Others have reported the strong smell of pipe tobacco though none is present at the time. Strange lights and sounds have also been reported by those investigating the bridge and its supposed ghostly activity.

When we arrived at Sachs Bridge the only other people around were two fishermen standing in the stream. It seemed that we had the bridge to ourselves for the moment, so I grabbed my camera to get some pictures of the historical bridge.

Randy continued talking about the history of the bridge and the modern claims of activity while I took pictures. We started across the bridge and had only gone a couple of steps when I paused to take pictures of the men fishing in the waters below.

I was in the process of taking those pictures when a very loud "clip-clop" sounded at the far end of the bridge - the sound seemed to echo within the bridge. I turned and stared at the opposite end of the bridge, searching for a cause of the mysterious sound.
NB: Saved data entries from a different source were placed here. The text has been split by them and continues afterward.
//! Console display unit

use crate::config::OutputFormat;
use data_validator::{DisplayUnit, Reading};
use std::io::Write;
use tracing::warn;

/// Writes every accepted reading as one line to the wrapped writer
pub struct ConsoleDisplay<W> {
    out: W,
    format: OutputFormat,
    rendered: u64,
}

impl<W: Write> ConsoleDisplay<W> {
    pub fn new(out: W, format: OutputFormat) -> Self {
        Self {
            out,
            format,
            rendered: 0,
        }
    }

    /// Number of readings rendered so far
    pub fn rendered(&self) -> u64 {
        self.rendered
    }

    pub fn into_inner(self) -> W {
        self.out
    }

    fn write_reading(&mut self, reading: &Reading) -> std::io::Result<()> {
        match self.format {
            OutputFormat::Text => writeln!(self.out, "{reading}")?,
            OutputFormat::Json => {
                serde_json::to_writer(&mut self.out, reading)?;
                writeln!(self.out)?;
            }
        }
        self.out.flush()
    }
}

impl<W: Write> DisplayUnit for ConsoleDisplay<W> {
    fn render(&mut self, reading: &Reading) {
        match self.write_reading(reading) {
            Ok(()) => self.rendered += 1,
            Err(e) => warn!("Failed to render reading: {}", e),
        }
    }
}
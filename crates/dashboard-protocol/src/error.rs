//! Wire Format Error Types

use thiserror::Error;

/// Errors that can occur while turning raw dashboard input into a [`Reading`](crate::Reading)
#[derive(Debug, Clone, PartialEq, Eq, Error)]
pub enum ParseError {
    /// No input was supplied at all
    #[error("The input shall not be null.")]
    InputMissing,

    /// Wrong number of `|`-delimited fields
    #[error("Unexpected number of parameters in the input: expected {expected}, got {actual}")]
    FieldCountMismatch { expected: usize, actual: usize },

    /// A numeric field is not a valid number in its expected format or width
    #[error("Invalid numeric value {value:?} for field {field}")]
    NumericParse { field: &'static str, value: String },

    /// Gear token does not match any known gear
    #[error("No such gear: {0:?}")]
    UnknownGear(String),
}
#![allow(dead_code)]

use jweave::jvm::class_file::{ClassFile, ConstantsPool, Member, Version};
use jweave::jvm::class_graph::{ClassData, ClassGraph, ClassId, ClassOrigin, JavaLibrary, MethodData, MethodId};
use jweave::jvm::code::{Code, CodeItem};
use jweave::jvm::model::Class;
use jweave::jvm::{
    BinaryName, ClassAccessFlags, FieldAccessFlags, FieldType, MethodAccessFlags,
    MethodDescriptor, Name, RefType, RenderDescriptor, UnqualifiedName,
};
use jweave::weaver::syntax::parse_pointcut;
use jweave::weaver::{AdviceDeclaration, AdviceKind, Aspect};

pub fn binary_name(name: &str) -> BinaryName {
    BinaryName::from_string(name.to_owned()).unwrap()
}

pub fn unqualified_name(name: &str) -> UnqualifiedName {
    UnqualifiedName::from_string(name.to_owned()).unwrap()
}

/// Class that only exists in the graph (never woven)
pub fn library_class<'g>(
    graph: &ClassGraph<'g>,
    superclass: ClassId<'g>,
    name: &str,
    access_flags: ClassAccessFlags,
) -> ClassId<'g> {
    graph.add_class(ClassData::new(
        binary_name(name),
        ClassOrigin::Library,
        Some(superclass),
        vec![],
        access_flags,
    ))
}

pub fn library_method<'g>(
    graph: &ClassGraph<'g>,
    class: ClassId<'g>,
    name: &str,
    parameters: Vec<FieldType<BinaryName>>,
    return_type: Option<FieldType<BinaryName>>,
    access_flags: MethodAccessFlags,
) -> MethodId<'g> {
    graph.add_method(MethodData {
        class,
        name: unqualified_name(name),
        descriptor: MethodDescriptor {
            parameters,
            return_type,
        },
        access_flags,
        annotations: vec![],
    })
}

/// Method of a class file being built
pub struct MethodSpec {
    pub name: &'static str,
    pub descriptor: MethodDescriptor<BinaryName>,
    pub access_flags: MethodAccessFlags,
    pub max_locals: u16,
    pub items: Vec<CodeItem>,
}

/// Static field of a class file being built
pub struct FieldSpec {
    pub name: &'static str,
    pub descriptor: FieldType<BinaryName>,
}

/// Build a class file (superclass `java/lang/Object`) and read it into the graph
pub fn read_class<'g>(
    graph: &ClassGraph<'g>,
    name: &str,
    fields: Vec<FieldSpec>,
    methods: Vec<MethodSpec>,
) -> Class<'g> {
    let mut constants = ConstantsPool::new();
    let this_class = constants
        .intern_class_ref(&RefType::Object(binary_name(name)))
        .unwrap();
    let super_class = constants
        .intern_class_ref(&RefType::Object(BinaryName::OBJECT))
        .unwrap();

    let fields = fields
        .into_iter()
        .map(|field| Member {
            access_flags: (FieldAccessFlags::PUBLIC | FieldAccessFlags::STATIC).bits(),
            name_index: constants.get_utf8(field.name).unwrap(),
            descriptor_index: constants.get_utf8(field.descriptor.render()).unwrap(),
            attributes: vec![],
        })
        .collect();
    let methods = methods
        .into_iter()
        .map(|method| {
            let mut code = Code::new(method.max_locals);
            code.items = method.items;
            let code = code.encode(&mut constants).unwrap();
            let code = constants.get_attribute(code).unwrap();
            Member {
                access_flags: method.access_flags.bits(),
                name_index: constants.get_utf8(method.name).unwrap(),
                descriptor_index: constants.get_utf8(method.descriptor.render()).unwrap(),
                attributes: vec![code],
            }
        })
        .collect();

    let file = ClassFile {
        version: Version::JAVA5,
        constants,
        access_flags: ClassAccessFlags::PUBLIC | ClassAccessFlags::SUPER,
        this_class,
        super_class,
        interfaces: vec![],
        fields,
        methods,
        attributes: vec![],
    };
    let bytes = file.to_bytes().unwrap();
    Class::read(graph, ClassFile::parse(&bytes).unwrap()).unwrap()
}

/// Aspect class with one static advice method per entry
pub fn aspect<'g>(
    graph: &ClassGraph<'g>,
    java: &JavaLibrary<'g>,
    name: &str,
    advice: &[(AdviceKind, &str, &str)],
) -> Aspect<'g> {
    let class = library_class(graph, java.object, name, ClassAccessFlags::PUBLIC);
    let advice = advice
        .iter()
        .map(|(kind, method, pointcut)| AdviceDeclaration {
            kind: *kind,
            method: library_method(
                graph,
                class,
                method,
                vec![],
                None,
                MethodAccessFlags::PUBLIC | MethodAccessFlags::STATIC,
            ),
            arg_names: vec![],
            pointcut: parse_pointcut(pointcut).unwrap(),
            returning: None,
            throwing: None,
        })
        .collect();
    Aspect {
        class,
        pointcuts: vec![],
        advice,
        precedence: vec![],
    }
}

pub fn void_descriptor(parameters: Vec<FieldType<BinaryName>>) -> MethodDescriptor<BinaryName> {
    MethodDescriptor {
        parameters,
        return_type: None,
    }
}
I glanced over at Randy – he had a nervous, yet curious, look on his face.

“Did you hear something?” I asked as I continued to search for the cause of the sound.
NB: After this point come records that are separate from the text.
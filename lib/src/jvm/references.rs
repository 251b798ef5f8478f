use super::{
    BinaryName, FieldType, MethodDescriptor, Name, RefType, RenderDescriptor, UnqualifiedName,
};
use std::fmt;

/// Symbolic reference to a field, as it appears in `getfield`/`putfield`/...
///
/// The class is the one named at the use site, which need not be the class declaring the field.
#[derive(Clone, PartialEq, Eq, Hash)]
pub struct FieldRef {
    pub class: BinaryName,
    pub name: UnqualifiedName,
    pub descriptor: FieldType<BinaryName>,
}

/// Symbolic reference to a method, as it appears in the `invoke*` instructions
#[derive(Clone, PartialEq, Eq, Hash)]
pub struct MethodRef {
    /// Arrays can be the target of calls too (eg. `int[].clone()`)
    pub class: RefType<BinaryName>,
    pub name: UnqualifiedName,
    pub descriptor: MethodDescriptor<BinaryName>,

    /// Whether the constant is an `InterfaceMethodref`
    pub is_interface: bool,
}

impl MethodRef {
    /// Is this a constructor reference?
    pub fn is_init(&self) -> bool {
        self.name == UnqualifiedName::INIT
    }

    /// Class (ignoring array receivers) the reference names
    pub fn object_class(&self) -> Option<&BinaryName> {
        match &self.class {
            RefType::Object(name) => Some(name),
            _ => None,
        }
    }
}

/// Constants which can be loaded with `ldc`/`ldc_w`/`ldc2_w`
#[derive(Clone, PartialEq, Debug)]
pub enum ConstantData {
    String(String),
    Class(RefType<BinaryName>),
    Integer(i32),
    Float(f32),
    Long(i64),
    Double(f64),
}

impl ConstantData {
    /// Does this constant take two stack slots?
    pub fn is_wide(&self) -> bool {
        matches!(self, ConstantData::Long(_) | ConstantData::Double(_))
    }
}

impl fmt::Debug for FieldRef {
    fn fmt(&self, f: &mut fmt::Formatter<'_>) -> fmt::Result {
        write!(
            f,
            "{}.{}:{}",
            self.class.as_str(),
            self.name.as_str(),
            self.descriptor.render()
        )
    }
}

impl fmt::Debug for MethodRef {
    fn fmt(&self, f: &mut fmt::Formatter<'_>) -> fmt::Result {
        let class = match &self.class {
            RefType::Object(name) => name.as_str().to_owned(),
            other => other.render(),
        };
        write!(
            f,
            "{}.{}{}",
            class,
            self.name.as_str(),
            self.descriptor.render()
        )
    }
}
“Yeah,” Randy spoke softly as he too searched for the source of the sound. “I’m not sure…”

“But it sounded like I horse walking,” I finished.
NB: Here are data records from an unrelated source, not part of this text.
use crate::jvm::class_file::{read_bytes, Attribute, AttributeLike, Deserialize, Serialize};
use crate::jvm::{
    BinaryName, ConstantData, Error, FieldRef, FieldType, MethodDescriptor, MethodRef, Name,
    ParseDescriptor, RefType, RenderDescriptor, UnqualifiedName,
};
use crate::util::{Offset, OffsetVec, Width};
use byteorder::{ReadBytesExt, WriteBytesExt};
use std::borrow::{Borrow, Cow};
use std::collections::HashMap;
use std::result::Result;

/// Class file constants pool builder
///
/// The pool is append only. When re-emitting a class that was read in, the pool starts out with
/// every constant of the original class so that indices inside untouched attributes stay valid,
/// and new constants get appended (or reused, when an equal constant is already present).
pub struct ConstantsPool {
    constants: OffsetVec<Constant>,
    utf8s: HashMap<String, Utf8ConstantIndex>,
    classes: HashMap<Utf8ConstantIndex, ClassConstantIndex>,
    strings: HashMap<Utf8ConstantIndex, StringConstantIndex>,
    integers: HashMap<i32, ConstantIndex>,
    floats: HashMap<u32, ConstantIndex>,
    longs: HashMap<i64, ConstantIndex>,
    doubles: HashMap<u64, ConstantIndex>,
    name_and_types: HashMap<(Utf8ConstantIndex, Utf8ConstantIndex), NameAndTypeConstantIndex>,
    fieldrefs: HashMap<(ClassConstantIndex, NameAndTypeConstantIndex), FieldRefConstantIndex>,
    methodrefs:
        HashMap<(ClassConstantIndex, NameAndTypeConstantIndex, bool), MethodRefConstantIndex>,
}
After a couple of seconds that seemed to drag on for hours, we shook it off as our overactive imaginations and I went back to taking pictures of the men fishing.

I had only taken a few more pictures when the interior of the covered bridge was suddenly filled with the steady sound of "clip-clop, clip-clop, clip-clop" as the sounds of a horse walking approached the spot where Randy and I stood. The noise that we heard came from the far side of the bridge, towards us, and sounded like it stopped roughly halfway across the bridge. I turned the camera towards the center of the bridge and snapped a couple of pictures hoping to get something, but nothing out of the ordinary appeared on the photos taken that day.

Inside of Sachs Bridge
Taken while the sound of a walking horse was heard
Unfortunately nothing appeared in my pictures
I knew without a doubt what I heard was the sound of a horse walking across the floor boards towards me, but at no time was I – nor was Randy – able to see anything out of the ordinary. I would like to think it was a soldier checking us out, seeing what we were doing on the bridge.

We remained at the spot for a couple of minutes, hoping to experience something more, but whatever had come onto the bridge was gone. We never heard it retreat back off the bridge nor did it continue its approach towards us. Whatever it was, it had vanished.

Randy and I went over to the area we thought we heard the sound of hooves stop, but could not find anything that revealed a source of the sound. We even asked the two fishermen in the creek if they heard anything out of the ordinary. They gave us a strange look as if we were nuts and said they had not heard anything out of the ordinary.

During the whole event, which lasted only a minute or two at the longest from start to finish, I never felt a hint of fear. I can't say I was spooked or terrified, but instead was curious to the cause of the sound. After we ruled out any and all possibilities, we came to the conclusion that we had experienced one of the ghosts of Gettysburg.

I've been back to the bridge a number of times since that day and personally have not had any other experiences. I often find myself wondering who or what was riding across the bridge that early morning years ago. Was a soldier checking us out, wondering what we were doing on his bridge? Or was it completely unrelated to the Civil War and the battle fought here? I will never know the answers of what caused the strange noises Randy and I heard that morning.

Sachs Bridge is open to the public. However I was warned that police do patrol the area regularly at night. Please be respectful of the area.